取引所の残高は、30日ベースで依然として純流出を示している。つまりコインは取引所から流出し続けており、これまで買い支えてきた資本は停止状態にある。ビットコインはまた、アクティブ投資家の平均取得価格である7万6,700米ドルのTrue Market Meanを下回って取引されている。そのラインを下回ると、典型的な市場参加者は含み損を抱えることになり、最終的に追加買いの意欲を削ぐ。小口投資家の関心は、採決前にすで冷めていた。
株式市場は暗号資産よりも利上げをうまく消化
FRBの決定当日、S&P 500は0.4%高、ナスダックは0.8%高となった。

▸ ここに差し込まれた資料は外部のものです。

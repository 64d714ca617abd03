use askama::Template;

use super::types::TypeDefinition;

/// A method or free function, with its body already rendered.
#[derive(Debug, Clone, PartialEq)]
pub struct MethodRender {
    /// Doc comment lines
    pub doc: Vec<String>,
    /// Everything before the opening brace (e.g., `pub fn finalize(&mut self)`)
    pub signature: String,
    /// Indented body lines, each ending in a newline
    pub body: String,
}

/// An inherent `impl` block.
#[derive(Debug, Clone, PartialEq)]
pub struct ImplRender {
    /// The type the block belongs to
    pub type_name: String,
    /// Methods in emission order
    pub methods: Vec<MethodRender>,
}

/// Template data for a generated module
///
/// Structs come first, then their `impl` blocks, then transform functions.
#[derive(Template)]
#[template(path = "module.rs.txt", escape = "none")]
pub struct ModuleTemplateData {
    /// Extra comment lines below the generated-code marker
    pub header_lines: Vec<String>,
    /// Whether structs derive `Serialize`/`Deserialize`
    pub derive_serde: bool,
    /// Struct declarations
    pub structs: Vec<TypeDefinition>,
    /// Inherent impls
    pub impls: Vec<ImplRender>,
    /// Transform functions and their helpers
    pub functions: Vec<MethodRender>,
}

/// Render a complete module.
///
/// # Errors
///
/// Returns an error if template rendering fails
pub fn render_module(data: &ModuleTemplateData) -> Result<String, askama::Error> {
    data.render()
}
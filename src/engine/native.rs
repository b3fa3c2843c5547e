//! Engine for providers with structured tool calling.

use super::{
    non_empty, system_and_history, EngineKind, ParsedModelResponse, RequestContext,
    StreamChunkResult, StreamProcessingState, ToolCallEngine, ToolCallUpdate,
};
use crate::event_stream::{AssistantMessage, ToolResult};
use crate::provider::{ProviderRequest, ToolDefinition};
use crate::types::{ChatCompletionChunk, ContentPart, FinishReason, ModelMessage, Role};

/// Sends tool definitions with the request and assembles streamed
/// `delta.tool_calls[]` fragments by index.
#[derive(Debug, Clone, Copy, Default)]
pub struct NativeEngine;

impl NativeEngine {
    pub fn new() -> Self {
        Self
    }
}

impl ToolCallEngine for NativeEngine {
    fn kind(&self) -> EngineKind {
        EngineKind::Native
    }

    fn prepare_system_prompt(&self, instructions: &str, _tools: &[ToolDefinition]) -> String {
        instructions.to_string()
    }

    fn prepare_request(&self, context: RequestContext) -> ProviderRequest {
        let messages = system_and_history(&context);
        ProviderRequest {
            model: context.model,
            messages,
            settings: context.settings,
            tools: (!context.tools.is_empty()).then_some(context.tools),
            stream: context.stream,
        }
    }

    fn process_streaming_chunk(
        &self,
        chunk: &ChatCompletionChunk,
        state: &mut StreamProcessingState,
    ) -> StreamChunkResult {
        let mut result = StreamChunkResult::default();
        if let Some(content) = &chunk.delta.content {
            state.content_buffer.push_str(content);
            result.content.clone_from(content);
        }
        if let Some(reasoning) = &chunk.delta.reasoning_content {
            state.reasoning_buffer.push_str(reasoning);
            result.reasoning_content.clone_from(reasoning);
        }

        for delta in &chunk.delta.tool_calls {
            let (call, created) = state.tool_call_slot(delta.index);
            if let Some(id) = &delta.id {
                call.id.clone_from(id);
            }
            if let Some(name) = &delta.name {
                call.name.clone_from(name);
            }
            if created && call.id.is_empty() {
                call.id = format!("call_{}", uuid::Uuid::new_v4().simple());
            }
            let arguments_delta = delta.arguments.clone().unwrap_or_default();
            call.arguments.push_str(&arguments_delta);
            result.tool_calls.push(ToolCallUpdate {
                tool_call_id: call.id.clone(),
                tool_name: call.name.clone(),
                arguments_delta,
            });
        }
        result.has_tool_call_update = !result.tool_calls.is_empty();

        if let Some(reason) = chunk.finish_reason {
            state.finish_reason = Some(reason);
        }
        result
    }

    fn finalize_stream_processing(&self, state: StreamProcessingState) -> ParsedModelResponse {
        let tool_calls: Vec<_> = state
            .tool_calls
            .into_iter()
            .filter(|call| !call.name.is_empty())
            .collect();
        let finish_reason = if tool_calls.is_empty() {
            match state.finish_reason {
                Some(FinishReason::ToolCalls) | None => FinishReason::Stop,
                Some(reason) => reason,
            }
        } else {
            FinishReason::ToolCalls
        };
        ParsedModelResponse {
            content: state.content_buffer,
            raw_content: None,
            reasoning_content: non_empty(state.reasoning_buffer),
            tool_calls,
            finish_reason,
        }
    }

    fn build_historical_assistant_message(&self, message: &AssistantMessage) -> ModelMessage {
        let mut parts = Vec::with_capacity(message.tool_calls.len() + 1);
        if !message.content.is_empty() {
            parts.push(ContentPart::text(message.content.clone()));
        }
        parts.extend(message.tool_calls.iter().cloned().map(ContentPart::ToolCall));
        ModelMessage::with_parts(Role::Assistant, parts)
    }

    fn build_historical_tool_call_result_messages(&self, results: &[ToolResult]) -> Vec<ModelMessage> {
        results
            .iter()
            .map(|result| {
                ModelMessage::tool_result(
                    result.tool_call_id.clone(),
                    result.model_content(),
                    result.is_error(),
                )
            })
            .collect()
    }
}

#[cfg(test)]
mod tests {
    use super::*;
    use crate::types::{GenerationSettings, ToolCall, ToolCallDelta};

    fn fragment(index: usize, id: Option<&str>, name: Option<&str>, args: &str) -> ChatCompletionChunk {
        ChatCompletionChunk::tool_call(ToolCallDelta {
            index,
            id: id.map(str::to_string),
            name: name.map(str::to_string),
            arguments: Some(args.to_string()),
        })
    }

    #[test]
    fn assembles_tool_calls_from_fragments() {
        let engine = NativeEngine::new();
        let mut state = engine.init_stream_state();
        engine.process_streaming_chunk(&ChatCompletionChunk::text("Let me check."), &mut state);
        let update = engine.process_streaming_chunk(
            &fragment(0, Some("call_a"), Some("read_file"), "{\"path\":"),
            &mut state,
        );
        assert!(update.has_tool_call_update);
        assert_eq!(update.tool_calls[0].tool_name, "read_file");
        engine.process_streaming_chunk(&fragment(0, None, None, "\"a.txt\"}"), &mut state);
        engine.process_streaming_chunk(&ChatCompletionChunk::finish(FinishReason::ToolCalls), &mut state);

        let parsed = engine.finalize_stream_processing(state);
        assert_eq!(parsed.content, "Let me check.");
        assert_eq!(parsed.finish_reason, FinishReason::ToolCalls);
        assert_eq!(
            parsed.tool_calls,
            vec![ToolCall::new("call_a", "read_file", "{\"path\":\"a.txt\"}")]
        );
    }

    #[test]
    fn plain_text_finishes_with_stop() {
        let engine = NativeEngine::new();
        let mut state = engine.init_stream_state();
        engine.process_streaming_chunk(&ChatCompletionChunk::reasoning("thinking"), &mut state);
        engine.process_streaming_chunk(&ChatCompletionChunk::text("Hi"), &mut state);
        let parsed = engine.finalize_stream_processing(state);
        assert_eq!(parsed.finish_reason, FinishReason::Stop);
        assert_eq!(parsed.reasoning_content.as_deref(), Some("thinking"));
        assert!(parsed.tool_calls.is_empty());
    }

    #[test]
    fn length_finish_reason_is_kept() {
        let engine = NativeEngine::new();
        let mut state = engine.init_stream_state();
        engine.process_streaming_chunk(&ChatCompletionChunk::finish(FinishReason::Length), &mut state);
        assert_eq!(engine.finalize_stream_processing(state).finish_reason, FinishReason::Length);
    }

    #[test]
    fn request_carries_tools_and_system_prompt() {
        let engine = NativeEngine::new();
        let request = engine.prepare_request(RequestContext {
            model: "m".into(),
            system_prompt: "be brief".into(),
            messages: vec![ModelMessage::user("hi")],
            tools: vec![ToolDefinition {
                name: "t".into(),
                description: "d".into(),
                parameters: serde_json::json!({"type": "object"}),
            }],
            settings: GenerationSettings::default(),
            stream: true,
        });
        assert_eq!(request.messages.len(), 2);
        assert_eq!(request.messages[0].role, Role::System);
        assert_eq!(request.tools.unwrap()[0].name, "t");
    }

    #[test]
    fn history_uses_tool_role_results() {
        let engine = NativeEngine::new();
        let messages = engine.build_historical_tool_call_result_messages(&[ToolResult {
            tool_call_id: "call_a".into(),
            name: "read_file".into(),
            content: serde_json::Value::Null,
            error: Some("boom".into()),
            elapsed_ms: 4,
        }]);
        assert_eq!(messages[0].role, Role::Tool);
        match &messages[0].content[0] {
            ContentPart::ToolResult(part) => {
                assert!(part.is_error);
                assert_eq!(part.content["error"], "boom");
            }
            other => panic!("unexpected part {other:?}"),
        }
    }
}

株式市場はこの引き締めを堅調な経済の裏付けとして受け止めたようだが、暗号資産関連株は下落を拡大した。暗号資産市場は同時に二つの面で打撃を受けた。規制は停滞した法案をもたらし、金融政策は利上げを上乗せした。したがって、この弱含みは市場全体を覆う広範なリスクオフの動きには属さず、金融政策だけではビットコインの下落を説明できない。

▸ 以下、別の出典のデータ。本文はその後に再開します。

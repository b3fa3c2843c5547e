//! Runtime-discovered tools (e.g. an MCP client).

use std::sync::Arc;

use async_trait::async_trait;

use super::arguments::ToolArguments;
use super::tool::{Tool, ToolExecutionContext};
use super::types::ToolParameters;
use crate::error::TarkoError;

/// A tool advertised by a remote backend.
#[derive(Debug, Clone, PartialEq)]
pub struct DynamicTool {
    pub name: String,
    pub description: String,
    pub parameters: ToolParameters,
}

/// A backend that can list and execute tools at runtime.
///
/// Transport failures and timeouts should be returned as errors; their
/// message is forwarded to the model unchanged.
#[async_trait]
pub trait DynamicToolProvider: Send + Sync {
    async fn list_tools(&self) -> Result<Vec<DynamicTool>, TarkoError>;

    async fn execute_tool(
        &self,
        name: &str,
        args: &ToolArguments,
        ctx: &ToolExecutionContext,
    ) -> Result<serde_json::Value, TarkoError>;
}

/// Exposes one [`DynamicTool`] through the [`Tool`] trait.
pub struct DynamicToolAdapter {
    provider: Arc<dyn DynamicToolProvider>,
    tool: DynamicTool,
}

impl DynamicToolAdapter {
    pub fn new(provider: Arc<dyn DynamicToolProvider>, tool: DynamicTool) -> Self {
        Self { provider, tool }
    }

    /// Discover every tool of `provider` and wrap each one.
    pub async fn discover(
        provider: Arc<dyn DynamicToolProvider>,
    ) -> Result<Vec<Arc<dyn Tool>>, TarkoError> {
        let tools = provider.list_tools().await?;
        Ok(tools
            .into_iter()
            .map(|tool| Arc::new(Self::new(provider.clone(), tool)) as Arc<dyn Tool>)
            .collect())
    }
}

#[async_trait]
impl Tool for DynamicToolAdapter {
    fn name(&self) -> &str {
        &self.tool.name
    }

    fn description(&self) -> &str {
        &self.tool.description
    }

    fn parameters(&self) -> &ToolParameters {
        &self.tool.parameters
    }

    async fn execute(
        &self,
        args: &ToolArguments,
        ctx: &ToolExecutionContext,
    ) -> Result<serde_json::Value, TarkoError> {
        self.provider.execute_tool(&self.tool.name, args, ctx).await
    }
}
//! Tests for the tool system.

use std::sync::Arc;
use std::time::Duration;

use tokio_util::sync::CancellationToken;

use tarko::dispatcher::ToolDispatcher;
use tarko::event_stream::{EventStream, EventType};
use tarko::tools::*;
use tarko::types::ToolCall;

fn greet_tool() -> FunctionTool {
    FunctionTool::new(
        "greet",
        "Greet a person",
        ToolParameters::object()
            .string("name", "Name", true)
            .build(),
        |args, _ctx| async move {
            let name = args.get_str("name")?;
            Ok(serde_json::json!({"greeting": format!("Hello, {}!", name)}))
        },
    )
}

#[test]
fn parameter_builder_constructs_schema() {
    let params = ToolParameters::object()
        .string("query", "Search query", true)
        .number("limit", "Max results", false)
        .boolean("verbose", "Enable verbose output", false)
        .build();

    let schema = &params.schema;
    assert_eq!(schema["type"], "object");
    assert_eq!(schema["properties"]["query"]["type"], "string");
    assert_eq!(schema["properties"]["limit"]["type"], "number");
    assert_eq!(schema["required"].as_array().unwrap().len(), 1);
}

#[test]
fn parameter_builder_string_enum() {
    let params = ToolParameters::object()
        .string_enum("direction", "Scroll direction", &["up", "down", "left", "right"], true)
        .build();

    let enums = params.schema["properties"]["direction"]["enum"]
        .as_array()
        .unwrap();
    assert_eq!(enums.len(), 4);
}

#[test]
fn tool_arguments_accessors() {
    let args = ToolArguments::new(serde_json::json!({"name": "Alice", "count": 42, "active": true}));
    assert_eq!(args.get_str("name").unwrap(), "Alice");
    assert!(args.get_str("missing").is_err());
    assert_eq!(args.get_i64("count").unwrap(), 42);
    assert!(args.get_bool("active").unwrap());
    assert_eq!(args.get_str_opt("missing"), None);
}

#[test]
fn tool_arguments_deserialize() {
    #[derive(serde::Deserialize, PartialEq, Debug)]
    struct Params {
        query: String,
        limit: Option<u32>,
    }

    let args = ToolArguments::new(serde_json::json!({"query": "rust", "limit": 10}));
    let params: Params = args.deserialize().unwrap();
    assert_eq!(params.query, "rust");
    assert_eq!(params.limit, Some(10));
}

#[tokio::test]
async fn function_tool_executes() {
    let tool = greet_tool();
    assert_eq!(tool.name(), "greet");
    assert_eq!(tool.definition().description, "Greet a person");

    let args = ToolArguments::new(serde_json::json!({"name": "World"}));
    let result = tool
        .execute(&args, &ToolExecutionContext::default())
        .await
        .unwrap();
    assert_eq!(result["greeting"], "Hello, World!");
}

#[test]
fn execution_overlay_shadows_and_clears() {
    let registry = ToolRegistry::new();
    registry.register_tool(Arc::new(greet_tool()));
    {
        let shadow: Arc<dyn Tool> = Arc::new(FunctionTool::new(
            "greet",
            "Scoped greeting",
            ToolParameters::empty(),
            |_, _| async { Ok(serde_json::json!("hi")) },
        ));
        let _scope = registry.scope(vec![shadow]);
        assert_eq!(registry.tools().len(), 1);
        assert_eq!(registry.get_tool("greet").unwrap().description(), "Scoped greeting");
    }
    assert!(!registry.has_execution_tools());
    assert_eq!(registry.get_tool("greet").unwrap().description(), "Greet a person");
}

#[tokio::test]
async fn dispatcher_keeps_call_order_and_pairs_events() {
    let registry = ToolRegistry::new();
    registry.register_tool(Arc::new(greet_tool()));
    registry.register_tool(Arc::new(FunctionTool::new(
        "slow",
        "Slow tool",
        ToolParameters::empty(),
        |_, _| async {
            tokio::time::sleep(Duration::from_millis(20)).await;
            Ok(serde_json::json!("late"))
        },
    )));
    let events = EventStream::new();
    let dispatcher = ToolDispatcher::new(registry, events.clone());

    let calls = vec![
        ToolCall::new("c1", "slow", "{}"),
        ToolCall::new("c2", "greet", r#"{"name":"Ada"}"#),
        ToolCall::new("c3", "greet", "{}"),
    ];
    let results = dispatcher
        .process_tool_calls(&calls, "session", &CancellationToken::new())
        .await;

    let ids: Vec<&str> = results.iter().map(|r| r.tool_call_id.as_str()).collect();
    assert_eq!(ids, vec!["c1", "c2", "c3"]);
    assert_eq!(results[0].content, serde_json::json!("late"));
    assert!(results[0].elapsed_ms >= 20);
    assert_eq!(results[1].content["greeting"], "Hello, Ada!");
    assert!(results[2].error.is_some());

    assert_eq!(events.get_events_by_type(&[EventType::ToolCall]).len(), 3);
    assert_eq!(events.get_events_by_type(&[EventType::ToolResult]).len(), 3);
}

#[tokio::test]
async fn cancelled_dispatch_reports_abort() {
    let registry = ToolRegistry::new();
    registry.register_tool(Arc::new(FunctionTool::new(
        "forever",
        "Never returns",
        ToolParameters::empty(),
        |_, _| async {
            std::future::pending::<()>().await;
            Ok(serde_json::Value::Null)
        },
    )));
    let dispatcher = ToolDispatcher::new(registry, EventStream::new());
    let cancel = CancellationToken::new();
    let trigger = cancel.clone();
    tokio::spawn(async move {
        tokio::time::sleep(Duration::from_millis(10)).await;
        trigger.cancel();
    });

    let result = dispatcher
        .execute_tool_call(&ToolCall::new("c1", "forever", "{}"), "s", &cancel)
        .await;
    assert_eq!(result.error.as_deref(), Some("Request was aborted"));
}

翌日までに、ビットコインは24時間で0.87%高の7万6,417米ドルで持ち直した。価格は依然としてTrue Market Meanをわずかに下回っている。市場は目先のショックを吸収したものの、その根底にある需要の弱さは吸収していない。米国の立法プロセスでは、法案が両院を通過して初めて大統領の机に届くため、上院での否決は下院の行動だけでは修復できない。さらに、下院が11月の中間選挙前に再び動くことは unlikely である。したがって業界は今年、法的枠組みを持たないまま、FOMCはさらなる利上げを示唆している。減速を示したのと同じ指標──週次のETF資金流出入とステーブルコインの供給量──が、今後、需要の回復を測る尺度となる。